The consumer price index, which tracks a wide range of goods and services, rose 0.1% for the month and 8.3% over the past year. Excluding volatile food and energy costs, the CPI rose 0.6% from July and 6.3% from the same month in 2021.
Economists had expected headline inflation to fall 0.1% and core inflation to rise 0.3%, according to Dow Jones estimates. The respective year-over-year forecasts were 8% and 6% gains.
Energy prices fell 5% during the month, led by a 10.6% decline in the gasoline index. However, these declines were offset by increases elsewhere.
The food index rose 0.8% in August and housing costs, which account for about a third of the CPI’s weighting, jumped 0.7% and are up 6.2% from compared to a year ago.
Medical care services also posted a strong increase, rising 0.8% on the month and 5.6% from August 2021. New vehicle prices also rose, rising 0.8%, although that used vehicles fell by 0.1%.
Markets slumped after the news, with futures tied to the Dow Jones Industrial Average falling nearly 350 points after being higher earlier.
Treasury yields jumped, as the two-year note, which is most closely tied to Federal Reserve interest rate movements, jumped 0.13 percentage points to 3.704%.
Markets were widely expecting the Fed to enact a 0.75 percentage point rate hike at its meeting next week. After the CPI’s release, traders completely discounted the possibility of a half-point move and even priced in a 10% chance of a full one-percentage-point rise, according to data from the CPI. CME group.
“They’re watching where the inflation is coming from,” said Quincy Krosby, chief equity strategist at LPL Financial. “It’s very clear to them that it’s food, it’s transportation and it’s rent. Rent just keeps going up. That’s the most stubborn of all the Fed is fighting at this point. “
The report presents contradictory aspects of the inflation picture.

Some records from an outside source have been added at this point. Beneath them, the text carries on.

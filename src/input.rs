use std::collections::HashSet;

use glam::Vec2;
use parking_lot::RwLock;
use serde::{Deserialize, Serialize};

use crate::events::EventKind;

/// Raw input delivered by the host while the player is running.
#[derive(Debug, Clone, PartialEq, Serialize, Deserialize)]
#[serde(tag = "type", rename_all = "lowercase")]
pub enum InputEvent {
    KeyDown(KeyboardEvent),
    KeyUp(KeyboardEvent),
    PointerDown(PointerEvent),
    PointerUp(PointerEvent),
    PointerMove(PointerEvent),
}

impl InputEvent {
    pub fn kind(&self) -> EventKind {
        match self {
            Self::KeyDown(_) => EventKind::KeyDown,
            Self::KeyUp(_) => EventKind::KeyUp,
            Self::PointerDown(_) => EventKind::PointerDown,
            Self::PointerUp(_) => EventKind::PointerUp,
            Self::PointerMove(_) => EventKind::PointerMove,
        }
    }
}

/// Keyboard payload. `key` follows the browser naming ("a", "Enter", "ArrowLeft").
#[derive(Debug, Clone, PartialEq, Eq, Serialize, Deserialize)]
pub struct KeyboardEvent {
    pub key: String,
    #[serde(default)]
    pub repeat: bool,
}

impl KeyboardEvent {
    pub fn new(key: impl Into<String>) -> Self {
        Self {
            key: key.into(),
            repeat: false,
        }
    }
}

/// Pointer payload in viewport pixels.
#[derive(Debug, Clone, Copy, PartialEq, Serialize, Deserialize)]
pub struct PointerEvent {
    pub x: f32,
    pub y: f32,
    #[serde(default)]
    pub button: u8,
}

impl PointerEvent {
    pub fn new(x: f32, y: f32, button: u8) -> Self {
        Self { x, y, button }
    }
}

/// Identifier for a physical keyboard key.
#[derive(Debug, Clone, Copy, PartialEq, Eq, Hash, Serialize, Deserialize)]
pub enum KeyCode {
    Named(NamedKey),
    Character(char),
    Digit(u8),
    Function(u8),
}

impl KeyCode {
    /// Accepts both script-style names ("Space", "Left") and browser key values
    /// (" ", "ArrowLeft", "a").
    pub fn from_name(name: &str) -> Option<Self> {
        if let Some(key) = NamedKey::from_name(name) {
            return Some(Self::Named(key));
        }
        let mut chars = name.chars();
        if let (Some(ch), None) = (chars.next(), chars.next()) {
            if ch.is_ascii_alphabetic() {
                return Some(Self::Character(ch.to_ascii_uppercase()));
            }
            if let Some(digit) = ch.to_digit(10) {
                return Some(Self::Digit(digit as u8));
            }
        }
        let index = name
            .strip_prefix('F')
            .or_else(|| name.strip_prefix('f'))?
            .parse::<u8>()
            .ok()?;
        (1..=24).contains(&index).then_some(Self::Function(index))
    }
}

/// Friendly names for the keys scripts usually poll.
#[derive(Debug, Clone, Copy, PartialEq, Eq, Hash, Serialize, Deserialize)]
pub enum NamedKey {
    Space,
    Enter,
    Tab,
    Left,
    Right,
    Up,
    Down,
    Escape,
    Backspace,
    Shift,
    Control,
    Alt,
}

impl NamedKey {
    fn from_name(name: &str) -> Option<Self> {
        use NamedKey::*;
        Some(match name {
            "Space" | " " | "Spacebar" => Space,
            "Enter" | "Return" => Enter,
            "Tab" => Tab,
            "Left" | "ArrowLeft" => Left,
            "Right" | "ArrowRight" => Right,
            "Up" | "ArrowUp" => Up,
            "Down" | "ArrowDown" => Down,
            "Escape" | "Esc" => Escape,
            "Backspace" => Backspace,
            "Shift" => Shift,
            "Control" | "Ctrl" => Control,
            "Alt" => Alt,
            _ => return None,
        })
    }
}

/// Pressed keys, pressed pointer buttons and the last pointer position.
#[derive(Debug, Default)]
pub struct InputState {
    keys: RwLock<HashSet<KeyCode>>,
    buttons: RwLock<HashSet<u8>>,
    pointer: RwLock<Vec2>,
}

impl InputState {
    pub fn new() -> Self {
        Self::default()
    }

    pub fn apply(&self, event: &InputEvent) {
        match event {
            InputEvent::KeyDown(key) => {
                if let Some(code) = KeyCode::from_name(&key.key) {
                    self.keys.write().insert(code);
                }
            }
            InputEvent::KeyUp(key) => {
                if let Some(code) = KeyCode::from_name(&key.key) {
                    self.keys.write().remove(&code);
                }
            }
            InputEvent::PointerDown(pointer) => {
                self.buttons.write().insert(pointer.button);
                *self.pointer.write() = Vec2::new(pointer.x, pointer.y);
            }
            InputEvent::PointerUp(pointer) => {
                self.buttons.write().remove(&pointer.button);
                *self.pointer.write() = Vec2::new(pointer.x, pointer.y);
            }
            InputEvent::PointerMove(pointer) => {
                *self.pointer.write() = Vec2::new(pointer.x, pointer.y);
            }
        }
    }

    /// Forgets every pressed key and button, used when input is detached.
    pub fn clear(&self) {
        self.keys.write().clear();
        self.buttons.write().clear();
    }

    pub fn is_key_down(&self, name: &str) -> bool {
        if let Some(button) = parse_pointer_button(name) {
            return self.buttons.read().contains(&button);
        }
        KeyCode::from_name(name).is_some_and(|code| self.keys.read().contains(&code))
    }

    pub fn pointer_position(&self) -> Vec2 {
        *self.pointer.read()
    }
}

/// "Mouse1" is the primary button (index zero).
fn parse_pointer_button(name: &str) -> Option<u8> {
    let prefix = name.get(..5)?;
    if !prefix.eq_ignore_ascii_case("mouse") {
        return None;
    }
    match &name[5..] {
        "" => Some(0),
        suffix => suffix.parse::<u8>().ok().map(|index| index.saturating_sub(1)),
    }
}
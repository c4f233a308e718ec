use std::collections::VecDeque;
use std::rc::{Rc, Weak};
use std::sync::Arc;

use glam::Vec3;
use log::info;
use mlua::{
    FromLua, Function, Lua, LuaSerdeExt, MetaMethod, MultiValue, RegistryKey,
    Result as LuaResult, SerializeOptions, Table, UserData, UserDataFields, UserDataMethods,
    Value, Variadic,
};
use serde_json::Value as JsonValue;

use crate::animation::{LoopMode, PlayOptions};
use crate::channels::{ListenerId, ListenerOptions};
use crate::error::ScriptError;
use crate::events::{EventKind, EventPayload};
use crate::player::RuntimeHandle;
use crate::render::Viewport;
use crate::scene::{Camera, Node, NodeId, SceneGraph};

use super::ScriptContext;

pub(super) fn register_globals(lua: &Rc<Lua>, context: &ScriptContext) -> LuaResult<()> {
    register_print(lua)?;
    register_datatypes(lua)?;
    register_events(lua)?;

    let globals = lua.globals();
    globals.set(
        "scene",
        NodeHandle::new(context.scene.clone(), context.scene.root_id()),
    )?;
    globals.set("camera", CameraHandle(context.camera.clone()))?;
    globals.set("renderer", RendererHandle(Arc::clone(&context.viewport)))?;
    globals.set(
        "runtime",
        LuaRuntime {
            handle: context.runtime.clone(),
            lua: Rc::downgrade(lua),
        },
    )?;
    Ok(())
}

fn register_print(lua: &Lua) -> LuaResult<()> {
    let print = lua.create_function(|lua, values: Variadic<Value>| {
        let tostring: Function = lua.globals().get("tostring")?;
        let mut out = Vec::with_capacity(values.len());
        for value in values.iter() {
            out.push(tostring.call::<_, String>(value.clone())?);
        }
        info!(target: "script", "{}", out.join("\t"));
        Ok(())
    })?;
    lua.globals().set("print", print)
}

fn register_datatypes(lua: &Lua) -> LuaResult<()> {
    let vector3 = lua.create_table()?;
    vector3.set(
        "new",
        lua.create_function(|_, (x, y, z): (Option<f32>, Option<f32>, Option<f32>)| {
            Ok(LuaVector3(Vec3::new(
                x.unwrap_or(0.0),
                y.unwrap_or(0.0),
                z.unwrap_or(0.0),
            )))
        })?,
    )?;
    lua.globals().set("Vector3", vector3)
}

/// `events.update == "update"` and so on for the fixed vocabulary.
fn register_events(lua: &Lua) -> LuaResult<()> {
    let events = lua.create_table()?;
    for kind in EventKind::ALL {
        events.set(kind.as_str(), kind.as_str())?;
    }
    lua.globals().set("events", events)
}

fn serialize_options() -> SerializeOptions {
    SerializeOptions::new()
        .serialize_none_to_null(false)
        .serialize_unit_to_null(false)
}

pub(super) fn json_to_lua<'lua>(lua: &'lua Lua, value: &JsonValue) -> LuaResult<Value<'lua>> {
    lua.to_value_with(value, serialize_options())
}

fn json_args(lua: &Lua, values: &Variadic<Value>) -> LuaResult<Vec<JsonValue>> {
    values
        .iter()
        .map(|value| lua.from_value(value.clone()))
        .collect()
}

After peaking above $5 a gallon this summer, gasoline prices have fallen sharply. However, the cost of living in other key areas such as food and housing continues to rise, raising fears that the inflation that was concentrated is now starting to spread.
To combat the surge, the Federal Reserve has raised interest rates four times this year for a total of 2.25 percentage points. Tuesday’s report is unlikely to have a big impact on the September meeting, but rather through the end of the year and into 2023, as the central bank seeks to tame inflation without dragging down the economy. .
The economy has struggled overall in 2022 after recording its best year since 1984 last year, and inflation has played a major role. Gross domestic product contracted in each of the first two quarters, meeting a widely accepted definition of a recession, and is on track to expand at an annualized rate of just 1.3% in the third quarter, according to the Atlanta Fed.
There was good news for workers in the August report, as inflation-adjusted real average hourly earnings rose a seasonally adjusted 0.2% for the month. However, they remained down 2.8% from a year ago.
The Fed is hoping to slow a labor market that has generated strong job gains throughout the year. Specifically, policymakers are concerned about the huge gap between job offers and available workers, as labor market participation is stuck below pre-pandemic levels. This resulted in higher wages which, in turn, put pressure on prices.